HOW TO COMPLETE THIS TASK: Going through the entries below, copy out each line that contains "Item".

RECORD EXCERPTS:
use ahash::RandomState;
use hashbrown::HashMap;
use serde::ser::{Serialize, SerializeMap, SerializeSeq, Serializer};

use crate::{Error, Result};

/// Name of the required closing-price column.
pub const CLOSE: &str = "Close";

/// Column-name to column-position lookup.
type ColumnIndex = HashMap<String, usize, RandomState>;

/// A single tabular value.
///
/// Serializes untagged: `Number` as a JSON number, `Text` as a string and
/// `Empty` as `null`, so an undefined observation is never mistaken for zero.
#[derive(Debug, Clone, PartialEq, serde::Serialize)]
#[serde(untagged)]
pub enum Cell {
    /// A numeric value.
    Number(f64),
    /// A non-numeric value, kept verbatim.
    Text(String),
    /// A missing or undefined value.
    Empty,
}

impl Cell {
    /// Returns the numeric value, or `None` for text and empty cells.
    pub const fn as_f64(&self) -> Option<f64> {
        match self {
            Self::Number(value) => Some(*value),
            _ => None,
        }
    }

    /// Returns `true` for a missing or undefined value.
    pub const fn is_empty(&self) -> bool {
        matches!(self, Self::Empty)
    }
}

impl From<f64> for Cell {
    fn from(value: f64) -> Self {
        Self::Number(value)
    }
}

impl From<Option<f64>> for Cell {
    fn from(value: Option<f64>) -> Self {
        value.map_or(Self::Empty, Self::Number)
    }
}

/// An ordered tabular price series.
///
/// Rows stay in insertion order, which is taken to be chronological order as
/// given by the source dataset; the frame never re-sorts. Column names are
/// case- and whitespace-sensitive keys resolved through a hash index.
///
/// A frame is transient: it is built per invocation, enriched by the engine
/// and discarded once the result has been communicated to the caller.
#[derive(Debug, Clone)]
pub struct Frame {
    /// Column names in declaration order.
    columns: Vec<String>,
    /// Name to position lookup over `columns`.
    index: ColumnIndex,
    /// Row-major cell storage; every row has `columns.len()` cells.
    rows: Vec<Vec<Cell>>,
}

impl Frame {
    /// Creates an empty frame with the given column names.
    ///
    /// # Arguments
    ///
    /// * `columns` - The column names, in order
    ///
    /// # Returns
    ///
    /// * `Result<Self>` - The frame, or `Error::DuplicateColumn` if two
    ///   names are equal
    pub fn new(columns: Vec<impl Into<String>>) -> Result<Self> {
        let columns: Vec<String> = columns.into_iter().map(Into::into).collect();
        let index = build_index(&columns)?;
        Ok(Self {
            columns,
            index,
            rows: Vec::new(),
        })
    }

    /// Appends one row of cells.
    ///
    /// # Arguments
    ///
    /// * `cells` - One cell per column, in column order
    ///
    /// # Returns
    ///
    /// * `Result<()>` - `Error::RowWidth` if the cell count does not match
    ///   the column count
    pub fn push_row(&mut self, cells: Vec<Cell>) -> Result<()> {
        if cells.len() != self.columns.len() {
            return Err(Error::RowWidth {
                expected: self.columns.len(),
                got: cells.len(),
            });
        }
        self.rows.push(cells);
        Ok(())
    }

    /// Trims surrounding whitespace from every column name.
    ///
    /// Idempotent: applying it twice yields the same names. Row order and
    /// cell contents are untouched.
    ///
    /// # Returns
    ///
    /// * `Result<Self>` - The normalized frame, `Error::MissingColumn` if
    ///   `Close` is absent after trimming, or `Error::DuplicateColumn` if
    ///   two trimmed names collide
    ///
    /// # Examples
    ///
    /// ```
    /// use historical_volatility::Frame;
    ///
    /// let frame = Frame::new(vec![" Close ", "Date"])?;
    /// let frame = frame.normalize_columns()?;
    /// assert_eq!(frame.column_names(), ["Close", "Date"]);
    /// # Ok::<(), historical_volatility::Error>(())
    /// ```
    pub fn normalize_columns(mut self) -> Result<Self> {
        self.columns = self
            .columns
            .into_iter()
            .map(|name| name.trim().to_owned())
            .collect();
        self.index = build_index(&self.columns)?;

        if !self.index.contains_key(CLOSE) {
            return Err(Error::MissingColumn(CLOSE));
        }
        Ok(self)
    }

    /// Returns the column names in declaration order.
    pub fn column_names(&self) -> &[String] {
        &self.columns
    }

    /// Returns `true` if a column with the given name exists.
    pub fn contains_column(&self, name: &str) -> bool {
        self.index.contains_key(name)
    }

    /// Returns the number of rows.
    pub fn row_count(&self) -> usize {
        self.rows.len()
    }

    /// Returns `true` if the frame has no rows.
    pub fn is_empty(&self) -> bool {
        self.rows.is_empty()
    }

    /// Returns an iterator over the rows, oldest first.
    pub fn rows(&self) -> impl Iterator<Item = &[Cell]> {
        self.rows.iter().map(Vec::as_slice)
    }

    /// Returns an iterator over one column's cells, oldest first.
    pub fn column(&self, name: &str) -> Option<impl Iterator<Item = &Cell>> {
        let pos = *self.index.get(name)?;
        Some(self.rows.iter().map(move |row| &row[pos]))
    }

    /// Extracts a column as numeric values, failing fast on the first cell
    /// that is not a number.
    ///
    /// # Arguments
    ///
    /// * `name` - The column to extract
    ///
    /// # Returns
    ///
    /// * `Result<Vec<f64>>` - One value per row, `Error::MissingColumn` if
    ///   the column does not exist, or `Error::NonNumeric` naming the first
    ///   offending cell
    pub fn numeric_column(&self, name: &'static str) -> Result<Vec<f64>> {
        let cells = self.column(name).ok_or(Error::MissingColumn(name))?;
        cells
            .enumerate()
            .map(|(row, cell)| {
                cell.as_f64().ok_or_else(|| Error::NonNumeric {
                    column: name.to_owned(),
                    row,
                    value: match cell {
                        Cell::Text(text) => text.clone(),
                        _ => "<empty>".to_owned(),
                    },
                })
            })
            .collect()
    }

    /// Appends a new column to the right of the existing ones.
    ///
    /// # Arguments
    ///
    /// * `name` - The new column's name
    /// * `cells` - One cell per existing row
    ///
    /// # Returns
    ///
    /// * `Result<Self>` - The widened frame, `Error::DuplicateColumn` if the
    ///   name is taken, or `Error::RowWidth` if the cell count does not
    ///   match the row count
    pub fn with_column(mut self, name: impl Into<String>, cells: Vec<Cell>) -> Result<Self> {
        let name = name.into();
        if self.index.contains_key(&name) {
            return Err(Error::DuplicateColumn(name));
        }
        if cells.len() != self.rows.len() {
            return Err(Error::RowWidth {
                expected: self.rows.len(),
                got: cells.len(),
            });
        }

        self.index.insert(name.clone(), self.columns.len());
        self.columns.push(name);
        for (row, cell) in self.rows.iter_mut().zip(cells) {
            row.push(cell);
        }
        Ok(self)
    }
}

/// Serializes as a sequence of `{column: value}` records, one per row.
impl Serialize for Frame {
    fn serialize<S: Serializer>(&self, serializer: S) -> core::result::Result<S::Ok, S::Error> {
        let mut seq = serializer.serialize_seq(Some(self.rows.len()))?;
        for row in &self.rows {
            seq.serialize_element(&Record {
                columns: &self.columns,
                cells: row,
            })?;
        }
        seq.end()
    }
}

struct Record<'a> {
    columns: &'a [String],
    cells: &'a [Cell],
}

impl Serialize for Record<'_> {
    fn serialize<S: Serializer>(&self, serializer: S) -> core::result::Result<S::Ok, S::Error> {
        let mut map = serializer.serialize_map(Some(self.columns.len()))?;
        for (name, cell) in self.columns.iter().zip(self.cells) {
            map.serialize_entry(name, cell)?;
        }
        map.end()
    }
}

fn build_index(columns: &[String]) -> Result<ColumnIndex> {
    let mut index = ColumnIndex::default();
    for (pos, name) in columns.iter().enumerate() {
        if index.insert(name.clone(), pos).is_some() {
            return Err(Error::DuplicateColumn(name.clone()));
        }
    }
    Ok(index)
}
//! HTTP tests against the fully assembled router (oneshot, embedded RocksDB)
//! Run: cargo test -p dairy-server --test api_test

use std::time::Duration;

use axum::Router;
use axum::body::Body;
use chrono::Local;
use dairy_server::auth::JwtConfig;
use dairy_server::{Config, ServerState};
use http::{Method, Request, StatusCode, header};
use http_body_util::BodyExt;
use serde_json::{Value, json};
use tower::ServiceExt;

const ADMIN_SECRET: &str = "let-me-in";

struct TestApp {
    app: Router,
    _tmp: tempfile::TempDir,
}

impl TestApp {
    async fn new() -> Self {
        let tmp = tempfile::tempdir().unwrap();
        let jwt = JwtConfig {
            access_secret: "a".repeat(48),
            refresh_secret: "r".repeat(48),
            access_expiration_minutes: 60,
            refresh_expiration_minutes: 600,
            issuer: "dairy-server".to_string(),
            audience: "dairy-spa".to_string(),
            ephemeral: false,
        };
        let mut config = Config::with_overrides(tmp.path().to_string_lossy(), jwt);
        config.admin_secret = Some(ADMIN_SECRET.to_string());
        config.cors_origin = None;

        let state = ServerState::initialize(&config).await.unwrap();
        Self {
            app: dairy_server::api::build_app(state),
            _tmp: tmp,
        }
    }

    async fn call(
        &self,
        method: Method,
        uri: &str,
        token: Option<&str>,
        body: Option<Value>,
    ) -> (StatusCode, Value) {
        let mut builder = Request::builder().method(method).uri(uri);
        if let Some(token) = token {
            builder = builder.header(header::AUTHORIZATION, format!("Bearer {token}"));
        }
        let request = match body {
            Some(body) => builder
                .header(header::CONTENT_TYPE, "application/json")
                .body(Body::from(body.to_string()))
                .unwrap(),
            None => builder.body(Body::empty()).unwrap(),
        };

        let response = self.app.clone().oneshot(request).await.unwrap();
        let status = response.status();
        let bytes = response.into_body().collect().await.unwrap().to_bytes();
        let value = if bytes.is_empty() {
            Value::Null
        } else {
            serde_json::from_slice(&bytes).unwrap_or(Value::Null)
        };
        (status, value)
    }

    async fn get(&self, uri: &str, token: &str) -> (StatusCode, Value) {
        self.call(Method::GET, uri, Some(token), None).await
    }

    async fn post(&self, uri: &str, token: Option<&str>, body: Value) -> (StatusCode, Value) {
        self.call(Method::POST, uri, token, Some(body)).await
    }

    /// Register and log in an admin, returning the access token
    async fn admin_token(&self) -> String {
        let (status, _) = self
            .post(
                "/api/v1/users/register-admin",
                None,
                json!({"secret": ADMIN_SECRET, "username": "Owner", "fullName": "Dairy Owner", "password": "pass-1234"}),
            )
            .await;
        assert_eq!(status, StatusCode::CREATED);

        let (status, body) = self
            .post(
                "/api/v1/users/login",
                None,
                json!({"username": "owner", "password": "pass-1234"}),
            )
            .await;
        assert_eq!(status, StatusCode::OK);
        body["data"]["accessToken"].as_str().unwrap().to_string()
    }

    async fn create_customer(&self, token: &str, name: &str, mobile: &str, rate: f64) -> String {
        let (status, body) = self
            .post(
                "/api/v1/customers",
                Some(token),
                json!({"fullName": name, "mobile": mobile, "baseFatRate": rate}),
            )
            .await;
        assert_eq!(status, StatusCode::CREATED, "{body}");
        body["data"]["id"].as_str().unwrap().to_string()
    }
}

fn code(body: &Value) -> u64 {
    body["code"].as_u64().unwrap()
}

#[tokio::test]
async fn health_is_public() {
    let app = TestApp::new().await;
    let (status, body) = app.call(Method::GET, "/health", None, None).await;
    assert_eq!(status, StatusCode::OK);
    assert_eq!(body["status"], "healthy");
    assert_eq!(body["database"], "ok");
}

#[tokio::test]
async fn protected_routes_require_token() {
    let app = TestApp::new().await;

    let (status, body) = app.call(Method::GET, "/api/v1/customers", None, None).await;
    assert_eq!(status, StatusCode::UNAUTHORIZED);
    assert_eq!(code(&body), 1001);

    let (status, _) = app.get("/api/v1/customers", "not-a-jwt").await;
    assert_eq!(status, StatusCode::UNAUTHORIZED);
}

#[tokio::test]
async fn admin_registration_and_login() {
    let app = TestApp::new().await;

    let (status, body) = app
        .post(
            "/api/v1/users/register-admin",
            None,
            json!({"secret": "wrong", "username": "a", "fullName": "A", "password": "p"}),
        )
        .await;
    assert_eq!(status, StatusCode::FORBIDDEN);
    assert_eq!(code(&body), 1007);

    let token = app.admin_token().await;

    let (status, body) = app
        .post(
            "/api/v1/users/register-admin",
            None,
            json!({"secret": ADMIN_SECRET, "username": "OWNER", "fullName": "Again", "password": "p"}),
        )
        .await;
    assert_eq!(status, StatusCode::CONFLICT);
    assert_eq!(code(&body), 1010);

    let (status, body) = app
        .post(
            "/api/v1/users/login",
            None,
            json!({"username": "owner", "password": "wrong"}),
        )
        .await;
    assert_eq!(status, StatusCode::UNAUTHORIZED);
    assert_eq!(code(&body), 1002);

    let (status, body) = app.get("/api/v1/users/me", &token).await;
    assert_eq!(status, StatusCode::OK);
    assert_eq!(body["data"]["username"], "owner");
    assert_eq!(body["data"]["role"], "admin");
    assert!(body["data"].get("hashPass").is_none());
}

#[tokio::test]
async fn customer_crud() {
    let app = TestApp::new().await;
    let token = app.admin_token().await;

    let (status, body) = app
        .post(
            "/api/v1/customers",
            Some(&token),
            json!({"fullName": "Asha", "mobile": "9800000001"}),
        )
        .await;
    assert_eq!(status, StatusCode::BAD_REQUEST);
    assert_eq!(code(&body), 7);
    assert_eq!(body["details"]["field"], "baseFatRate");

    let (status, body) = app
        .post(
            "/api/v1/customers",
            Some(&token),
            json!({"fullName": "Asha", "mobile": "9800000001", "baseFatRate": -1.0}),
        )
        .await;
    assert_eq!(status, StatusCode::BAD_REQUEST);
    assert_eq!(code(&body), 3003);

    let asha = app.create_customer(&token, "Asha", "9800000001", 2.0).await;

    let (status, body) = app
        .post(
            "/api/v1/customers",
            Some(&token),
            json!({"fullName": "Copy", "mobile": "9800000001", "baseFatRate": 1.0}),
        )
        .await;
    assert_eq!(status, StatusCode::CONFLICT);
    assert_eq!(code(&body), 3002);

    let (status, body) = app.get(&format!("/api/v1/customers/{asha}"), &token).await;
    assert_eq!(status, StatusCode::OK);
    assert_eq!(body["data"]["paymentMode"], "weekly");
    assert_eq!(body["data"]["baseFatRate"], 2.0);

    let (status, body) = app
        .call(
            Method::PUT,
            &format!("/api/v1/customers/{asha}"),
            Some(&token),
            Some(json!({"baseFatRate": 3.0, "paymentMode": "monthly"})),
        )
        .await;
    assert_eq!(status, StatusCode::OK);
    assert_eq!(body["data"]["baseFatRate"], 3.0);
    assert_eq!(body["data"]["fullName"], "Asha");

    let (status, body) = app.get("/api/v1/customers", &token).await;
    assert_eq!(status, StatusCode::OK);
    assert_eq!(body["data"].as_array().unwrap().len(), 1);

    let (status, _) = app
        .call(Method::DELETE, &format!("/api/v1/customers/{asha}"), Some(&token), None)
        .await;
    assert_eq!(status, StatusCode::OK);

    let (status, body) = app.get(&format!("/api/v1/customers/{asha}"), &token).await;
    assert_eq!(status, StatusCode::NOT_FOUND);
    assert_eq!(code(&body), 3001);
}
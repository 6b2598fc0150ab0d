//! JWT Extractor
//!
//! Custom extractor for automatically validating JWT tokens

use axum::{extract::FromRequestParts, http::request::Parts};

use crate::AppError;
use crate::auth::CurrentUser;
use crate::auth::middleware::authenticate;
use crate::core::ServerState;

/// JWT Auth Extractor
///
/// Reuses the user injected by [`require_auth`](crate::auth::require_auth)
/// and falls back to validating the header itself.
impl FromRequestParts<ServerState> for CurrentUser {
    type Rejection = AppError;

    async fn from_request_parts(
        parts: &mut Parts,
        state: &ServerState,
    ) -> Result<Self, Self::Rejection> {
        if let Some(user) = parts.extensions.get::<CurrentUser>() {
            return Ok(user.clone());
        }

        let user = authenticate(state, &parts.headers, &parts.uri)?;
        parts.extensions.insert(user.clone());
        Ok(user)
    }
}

ANSWER BOX:
    pub fn rows(&self) -> impl Iterator<Item = &[Cell]> {
    pub fn column(&self, name: &str) -> Option<impl Iterator<Item = &Cell>> {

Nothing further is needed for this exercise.